And it actually helped preserve my sanity. And it did not generate a dollar, not really, but it generated some other opportunities and it made me sharper and it’s opened doors. And so in that sense, it was indirectly responsible for some of my own business resurrection.
SAFIAN: In real-life meetings and now virtually, you spend a lot of time talking to other businesses and organizations. I know people tap you for your advice about all kinds of things as a consultant. How has that piece of the portfolio played out?
THURSTON: It’s very connected. The businesses that ask me for advice and my being trapped in my home with an increasingly high-quality studio, one thing I’ve learned is when you have great sound, you dominate Zoom. You just crush it. It doesn’t even matter what you say. It’s just like, my mic is better than yours. And so you’re going to subconsciously give my words more weight because they digitally have more weight. There’s like a higher definition audio signal that I’m sending through and same with the lighting and the camera. So these things that I, in my advising capacity, I would show up and work the room.
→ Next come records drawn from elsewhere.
//! The three roaming enemies
//!
//! Each is an independent actor with its own movement and interaction
//! rules: the dropper descends a fixed column and seeds an obstacle trail,
//! the diagonal bouncer patrols a rectangle eating obstacles, and the
//! horizontal bouncer sweeps one row marking obstacles hazardous.

use glam::Vec2;

use super::field::ObstacleField;
use super::grid::cells_overlap;
use super::state::{Player, Projectile};
use crate::audio::SoundEffect;
use crate::consts::*;

/// Descends a fixed column once the bottom band holds exactly three
/// obstacles, seeding a 3-cell trail partway down. Cannot be shot.
#[derive(Debug, Clone, Copy)]
pub struct Dropper {
    pub pos: Vec2,
    pub exists: bool,
    /// Trail already seeded this descent
    pub trail_dropped: bool,
}

impl Dropper {
    /// Column the dropper falls through, and the row where the trail lands
    const COLUMN: f32 = 15.0 * CELL;
    const TRAIL_Y: f32 = 15.0 * CELL;

    pub fn new() -> Self {
        Self {
            pos: Vec2::new(Self::COLUMN, 0.0),
            exists: false,
            trail_dropped: false,
        }
    }

    pub fn reset(&mut self) {
        *self = Self::new();
    }

    pub fn update(&mut self, field: &mut ObstacleField) {
        if !self.exists && field.bottom_band_count() == 3 {
            self.exists = true;
        }
        if !self.exists {
            return;
        }

        self.pos.y += DROPPER_STEP;

        if !self.trail_dropped && self.pos.y >= Self::TRAIL_Y {
            for i in 0..3 {
                let y = self.pos.y + (CELL + 2.0) * i as f32;
                field.append(Vec2::new(self.pos.x, y), false);
            }
            self.trail_dropped = true;
        }

        if self.pos.y > FIELD_H - CELL {
            self.exists = false;
        }
    }
}

impl Default for Dropper {
    fn default() -> Self {
        Self::new()
    }
}

/// Patrols a rectangular sub-region bouncing on both axes, eats obstacles
/// it overlaps, and strikes the player at most once per activation. Shot
/// bounty is tiered by vertical distance from the player, and the corpse
/// lingers briefly before despawning.
#[derive(Debug, Clone, Copy)]
pub struct Bouncer {
    pub pos: Vec2,
    pub exists: bool,
    pub rightward: bool,
    pub downward: bool,
    /// Post-death lingering display
    pub dying: bool,
    pub linger: f32,
    /// Bounty tier of the killing shot, for the renderer (0 low..2 high)
    pub bounty_tier: u8,
    /// Player already struck this activation
    pub has_struck: bool,
}

impl Bouncer {
    const PATROL_RIGHT: f32 = 20.0 * CELL;
    const PATROL_TOP: f32 = FIELD_H - 10.0 * CELL;

    pub fn new() -> Self {
        Self {
            pos: Vec2::new(0.0, 20.0 * CELL),
            exists: true,
            rightward: true,
            downward: true,
            dying: false,
            linger: 0.0,
            bounty_tier: 0,
            has_struck: false,
        }
    }

    pub fn reset(&mut self) {
        *self = Self::new();
    }

    pub fn update(
        &mut self,
        dt: f32,
        player: &mut Player,
        projectile: &mut Projectile,
        field: &mut ObstacleField,
        sounds: &mut Vec<SoundEffect>,
    ) {
        if !self.exists {
            return;
        }

        if !self.dying && projectile.exists && cells_overlap(projectile.pos, self.pos) {
            projectile.exists = false;
            let dy = player.pos.y - self.pos.y;
            let (tier, bounty) = if dy < 100.0 {
                (2, 900)
            } else if dy < 150.0 {
                (1, 600)
            } else {
                (0, 300)
            };
            self.bounty_tier = tier;
            player.score += bounty;
            self.dying = true;
            self.linger = 0.0;
        }

        if self.dying {
            self.linger += dt;
            if self.linger > BOUNCER_LINGER {
                self.exists = false;
                self.dying = false;
            }
            return;
        }

        if self.pos.x >= Self::PATROL_RIGHT {
            self.rightward = false;
        } else if self.pos.x <= 0.0 {
            self.rightward = true;
        }
        if self.pos.y <= Self::PATROL_TOP {
            self.downward = true;
        } else if self.pos.y >= DESCENT_FLOOR_Y {
            self.downward = false;
        }
        self.pos.x += if self.rightward { BOUNCER_STEP } else { -BOUNCER_STEP };
        self.pos.y += if self.downward { BOUNCER_STEP } else { -BOUNCER_STEP };

        if !self.has_struck
            && !player.invulnerable
            && cells_overlap(player.pos, self.pos)
        {
            player.take_hit();
            sounds.push(SoundEffect::PlayerHit);
            self.has_struck = true;
        }

        for cell in &mut field.cells {
            if cell.exists && cells_overlap(self.pos, cell.pos) {
                cell.exists = false;
            }
        }
    }
}

impl Default for Bouncer {
    fn default() -> Self {
        Self::new()
    }
}

/// Sweeps the full field width on one row, marking every obstacle it
/// overlaps hazardous. Fixed bounty when shot; never touches the player.
#[derive(Debug, Clone, Copy)]
pub struct Sweeper {
    pub pos: Vec2,
    pub exists: bool,
    pub rightward: bool,
}

impl Sweeper {
    const ROW_Y: f32 = 26.0 * CELL;
    const BOUNTY: u32 = 1000;

    pub fn new() -> Self {
        Self {
            pos: Vec2::new(0.0, Self::ROW_Y),
            exists: true,
            rightward: true,
        }
    }

    pub fn reset(&mut self) {
        *self = Self::new();
    }

    pub fn update(
        &mut self,
        player: &mut Player,
        projectile: &mut Projectile,
        field: &mut ObstacleField,
    ) {
        if !self.exists {
            return;
        }

        // The sprite spans two cells, so the right margin is wider
        if self.pos.x < 0.0 || self.pos.x > FIELD_W - 2.0 * CELL {
            self.rightward = !self.rightward;
        }
        self.pos.x += if self.rightward { SWEEPER_STEP } else { -SWEEPER_STEP };

        if projectile.exists && cells_overlap(projectile.pos, self.pos) {
            projectile.exists = false;
            self.exists = false;
            player.score += Self::BOUNTY;
            return;
        }

        for cell in &mut field.cells {
            if cell.exists && cells_overlap(self.pos, cell.pos) {
                cell.hazardous = true;
            }
        }
    }
}

impl Default for Sweeper {
    fn default() -> Self {
        Self::new()
    }
}

#[cfg(test)]
mod tests {
    use super::*;

    fn player_at(pos: Vec2) -> Player {
        let mut player = Player::new();
        player.pos = pos;
        player
    }

    #[test]
    fn test_dropper_needs_exactly_three_band_obstacles() {
        let mut field = ObstacleField::new();
        let mut dropper = Dropper::new();

        field.append(Vec2::new(0.0, BOTTOM_BAND_Y), false);
        field.append(Vec2::new(64.0, BOTTOM_BAND_Y), false);
        dropper.update(&mut field);
        assert!(!dropper.exists, "two obstacles must not trigger");

        field.append(Vec2::new(128.0, BOTTOM_BAND_Y), false);
        dropper.update(&mut field);
        assert!(dropper.exists);
    }

    #[test]
    fn test_dropper_four_band_obstacles_do_not_trigger() {
        let mut field = ObstacleField::new();
        for i in 0..4 {
            field.append(Vec2::new(i as f32 * 64.0, BOTTOM_BAND_Y), false);
        }
        let mut dropper = Dropper::new();
        dropper.update(&mut field);
        assert!(!dropper.exists);
    }

    #[test]
    fn test_dropper_trail_seeds_three_cells_once() {
        let mut field = ObstacleField::new();
        let mut dropper = Dropper::new();
        dropper.exists = true;
        dropper.pos.y = Dropper::TRAIL_Y - DROPPER_STEP / 2.0;

        dropper.update(&mut field);
        assert!(dropper.trail_dropped);
        assert_eq!(field.cells.len(), 3);
        assert!(field.cells.iter().all(|c| !c.hazardous));
        assert!(field.cells.iter().all(|c| c.pos.x == Dropper::COLUMN));

        dropper.update(&mut field);
        assert_eq!(field.cells.len(), 3, "trail must seed once per descent");
    }

    #[test]
    fn test_dropper_despawns_off_bottom() {
        let mut field = ObstacleField::new();
        let mut dropper = Dropper::new();
        dropper.exists = true;
        dropper.trail_dropped = true;
        dropper.pos.y = FIELD_H - CELL;

        dropper.update(&mut field);
        assert!(!dropper.exists);
    }

    #[test]
    fn test_bouncer_bounty_tiers() {
        for (dy, expected) in [(50.0, 900), (120.0, 600), (300.0, 300)] {
            let mut bouncer = Bouncer::new();
            let mut player = player_at(Vec2::new(480.0, bouncer.pos.y + dy));
            let mut projectile = Projectile {
                pos: bouncer.pos,
                exists: true,
            };
            let mut field = ObstacleField::new();
            let mut sounds = Vec::new();

            bouncer.update(SIM_DT, &mut player, &mut projectile, &mut field, &mut sounds);

            assert_eq!(player.score, expected);
            assert!(!projectile.exists);
            assert!(bouncer.dying);
            assert!(bouncer.exists, "corpse lingers before despawn");
        }
    }

    #[test]
    fn test_bouncer_linger_then_despawn() {
        let mut bouncer = Bouncer::new();
        let mut player = player_at(Vec2::new(480.0, 900.0));
        let mut projectile = Projectile {
            pos: bouncer.pos,
            exists: true,
        };
        let mut field = ObstacleField::new();
        let mut sounds = Vec::new();
        bouncer.update(SIM_DT, &mut player, &mut projectile, &mut field, &mut sounds);

        let frozen = bouncer.pos;
        let mut ticks = 0;
        while bouncer.exists {
            bouncer.update(SIM_DT, &mut player, &mut projectile, &mut field, &mut sounds);
            ticks += 1;
            assert!(ticks < 120, "bouncer never despawned");
        }
        assert_eq!(bouncer.pos, frozen, "no movement while dying");
        assert!(ticks as f32 * SIM_DT >= BOUNCER_LINGER);
    }

    #[test]
    fn test_bouncer_strikes_player_once_per_activation() {
        let mut bouncer = Bouncer::new();
        let mut player = player_at(bouncer.pos);
        let mut projectile = Projectile::new();
        let mut field = ObstacleField::new();
        let mut sounds = Vec::new();

        bouncer.update(SIM_DT, &mut player, &mut projectile, &mut field, &mut sounds);
        assert_eq!(player.lives, START_LIVES - 1);
        assert!(player.invulnerable);
        assert_eq!(sounds, vec![SoundEffect::PlayerHit]);

        // Even after invulnerability lapses, the latch holds
        player.invulnerable = false;
        player.pos = bouncer.pos;
        bouncer.update(SIM_DT, &mut player, &mut projectile, &mut field, &mut sounds);
        assert_eq!(player.lives, START_LIVES - 1);

        bouncer.reset();
        assert!(!bouncer.has_struck);
    }

    #[test]
    fn test_bouncer_eats_obstacles() {
        let mut bouncer = Bouncer::new();
        let mut field = ObstacleField::new();
        field.append(bouncer.pos, false);
        field.append(bouncer.pos, true);
        let mut player = player_at(Vec2::ZERO);
        let mut projectile = Projectile::new();
        let mut sounds = Vec::new();

        bouncer.update(SIM_DT, &mut player, &mut projectile, &mut field, &mut sounds);

        assert!(field.cells.iter().all(|c| !c.exists));
    }

    #[test]
    fn test_sweeper_marks_hazardous_and_bounces() {
        let mut sweeper = Sweeper::new();
        let mut field = ObstacleField::new();
        field.append(sweeper.pos, false);
        let mut player = player_at(Vec2::ZERO);
        let mut projectile = Projectile::new();

        sweeper.update(&mut player, &mut projectile, &mut field);
        assert!(field.cells[0].hazardous);
        assert!(field.cells[0].exists, "marking must not remove the cell");

        sweeper.pos.x = FIELD_W - 2.0 * CELL + 1.0;
        sweeper.update(&mut player, &mut projectile, &mut field);
        assert!(!sweeper.rightward);
    }

    #[test]
    fn test_sweeper_bounty() {
        let mut sweeper = Sweeper::new();
        let mut player = player_at(Vec2::ZERO);
        let mut projectile = Projectile {
            pos: sweeper.pos,
            exists: true,
        };
        let mut field = ObstacleField::new();

        sweeper.update(&mut player, &mut projectile, &mut field);

        assert!(!sweeper.exists);
        assert!(!projectile.exists);
        assert_eq!(player.score, 1000);
    }
}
So because of the racialized moment that we’re in in the summer of 2020, a lot of these businesses were calling on me to talk about race and to talk about diversity, and equity, and inclusion. And I think I’ve had that part of me for a while. I did a very big TED Talk about racism and white supremacy.
And I worked in business for so long that I kind of understand some of their complexities from the inside as well. But in this moment, there was an intensity to how I showed up because there is such an intensity to where we’ve been as a country. It’s not a normal time and it’s not a normal moment. And to have the largest sustained set of protests in the streets of the country ever has also happened in 2020. It’s been a busy year. We had the greatest protest ever, and Quibi launched. It’s a huge year, Bob. It’s huge.
And so I’ve shown up a little more intensely and a little more, I can only think of it as like acapella or acoustic version of me. It’s just straight to camera, it’s straight from the heart. And it’s like, it’s a more honest version.
SAFIAN: There’s a rawness, and with that, a sort of intimacy that can come from this time. I loved your podcast about “We’re Having a Moment.” And that rawness, that’s an honesty that was part of that and also is part of your new podcast, “How to Citizen.” And I wanted to ask you about that podcast a little bit, the new one.
It’s focused largely on individuals. Citizen, I know you talk about as a verb. “To citizen”: to do something. But I wanted to ask you about organizations, about companies. Is a business a company? Is it a citizen? And how does an organization citizen?
THURSTON: I so love that you asked this question, Bob. We live in a country where companies are considered persons, and so in a technical, legalistic sense a company can citizen. It is a member of society. It is a party. And in our most recent episode, I actually asked the question you just asked of me of our guests: How should a company citizen? So to answer that for you, I’ll first lay out the four principles of what it means to citizen, according to us.
To citizen is to show up and to participate. It’s an active thing, not a passive thing. To citizen is to invest in relationships, to acknowledge our interconnection, and our interdependence. This is not a solo sport. It’s a team sport. To citizen is to understand power, where it comes from, and the different ways we can use it. We can show up in physical numbers, we can spend money, we can generate and share ideas, we can, of course, vote in a technical political expression of power in a democracy. And the fourth piece is we do this on behalf of the many, not just the few. Not just ourselves as individuals, but ourselves as members of a collective. Those principles can apply to any party, including a collection of humans and ideas known as an incorporated entity.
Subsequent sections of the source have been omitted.